Ich hieß die verbleibenden vierzig Mann den Ort bewachen und suchte einen Hügel auf, um Oham zu danken. Und Oham sprach zu mir: "Siehe, Menagûr, du hast mir einen großen Dienst erwiesen, in dem du einen siechenden Gott vom Erdboden verbanntest. Ich werde dir dafür dieses Zepter überreichen; es soll dich und deine Getreuen auf diesem Hügel für immerdar vor den Klingen deiner Feinde schützen. Errichte eine Stadt und nimm deinen Wohnsitz hier; denn deine Aufgabe ist noch nicht erledigt. Denn nach einem Kreis der Sonne wird der Geschlagene wieder sein ekles Haupt erheben, um wieder zu wandeln auf der Erde. Jedes Jahr, solange bis Karach Angur sein endgültiges Schicksal erleidet, wirst du erneut gegen diesen kämpfen, um ihm seinen Weg auf die Erde zurück zu versperren. So wirst du als mein Ambant über die Länder herrschen, und auch nach deinem Tode für einen Tag im Jahr zurückkehren auf die Welt der Sterblichen, um deine Pflicht zu erfüllen. Gesegnet seist du, o Menagûr".

Ich dankte Oham, stieg den Hügel hinab zu meinen Mannen, und tat wie geheißen.

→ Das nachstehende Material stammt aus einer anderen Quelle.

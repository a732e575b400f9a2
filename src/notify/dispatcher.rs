//! Fan-out of alerts to every configured channel.

use chrono::Utc;
use futures::future::join_all;
use std::time::Duration;
use tokio_util::sync::CancellationToken;

use super::{AlertRecord, Channel, Notification};
use crate::monitor::{Target, TransitionEvent};
use crate::report::render_alert;

/// Sends notifications to all channels independently.
///
/// Each send is bounded by `send_timeout`. Sends in flight when shutdown
/// fires are abandoned. Both cases are recorded as failed deliveries.
pub struct AlertDispatcher {
    channels: Vec<Channel>,
    send_timeout: Duration,
    shutdown: CancellationToken,
}

impl AlertDispatcher {
    pub fn new(channels: Vec<Channel>, send_timeout: Duration, shutdown: CancellationToken) -> Self {
        Self {
            channels,
            send_timeout,
            shutdown,
        }
    }

    pub fn channel_count(&self) -> usize {
        self.channels.len()
    }

    /// Render and send the notice for a transition of `target`.
    ///
    /// Returns one record per channel, in channel order.
    pub async fn dispatch(&self, target: &Target, event: &TransitionEvent) -> Vec<AlertRecord> {
        let notification = render_alert(target, event);
        self.broadcast(&notification).await
    }

    /// Send a notification through every channel concurrently.
    pub async fn broadcast(&self, notification: &Notification) -> Vec<AlertRecord> {
        let sends = self.channels.iter().map(|channel| async move {
            let sent = self.send_one(channel, notification).await;
            AlertRecord {
                target_name: notification.target_name.clone(),
                channel_kind: channel.kind(),
                rendered_subject: notification.subject.clone(),
                sent_successfully: sent,
                timestamp: Utc::now(),
            }
        });

        join_all(sends).await
    }

    async fn send_one(&self, channel: &Channel, notification: &Notification) -> bool {
        // Sends begun after shutdown (probes finishing during the drain) are
        // still attempted, bounded by the timeout.
        if self.shutdown.is_cancelled() {
            return self.send_with_timeout(channel, notification).await;
        }

        tokio::select! {
            _ = self.shutdown.cancelled() => {
                tracing::warn!(
                    "Shutdown interrupted {} delivery for {}",
                    channel.kind(),
                    notification.target_name
                );
                false
            }
            sent = self.send_with_timeout(channel, notification) => sent,
        }
    }

    async fn send_with_timeout(&self, channel: &Channel, notification: &Notification) -> bool {
        match tokio::time::timeout(self.send_timeout, channel.send(notification)).await {
            Ok(sent) => sent,
            Err(_) => {
                tracing::error!(
                    "{} delivery for {} timed out after {:?}",
                    channel.kind(),
                    notification.target_name,
                    self.send_timeout
                );
                false
            }
        }
    }
}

Ich erbaute die Stadt und nannte sie in der Sprache der Elben "Vardenheîm", das heißt Ort der Wacht, und kehrte wie geheißen am Jahrestag des Kampfes zurück, um meine Pflicht zu erfüllen.

Meinen Sohn lehrte ich den Gehorsam gegen Oham, und hieß ihn, einmal im Jahr, das Zepter, daß meine schwindende Seele aufnehmen würde, zum Orte des Kampfes zu tragen, damit ich meine Pflicht gegen Oham erfüllen könnte.

Dies sei aufgeschrieben, um nicht in Vergessenheit geraten zu lassen, was damals geschah, und um die Sterblichen an den Gehorsam gegen die Götter zu gemahnen.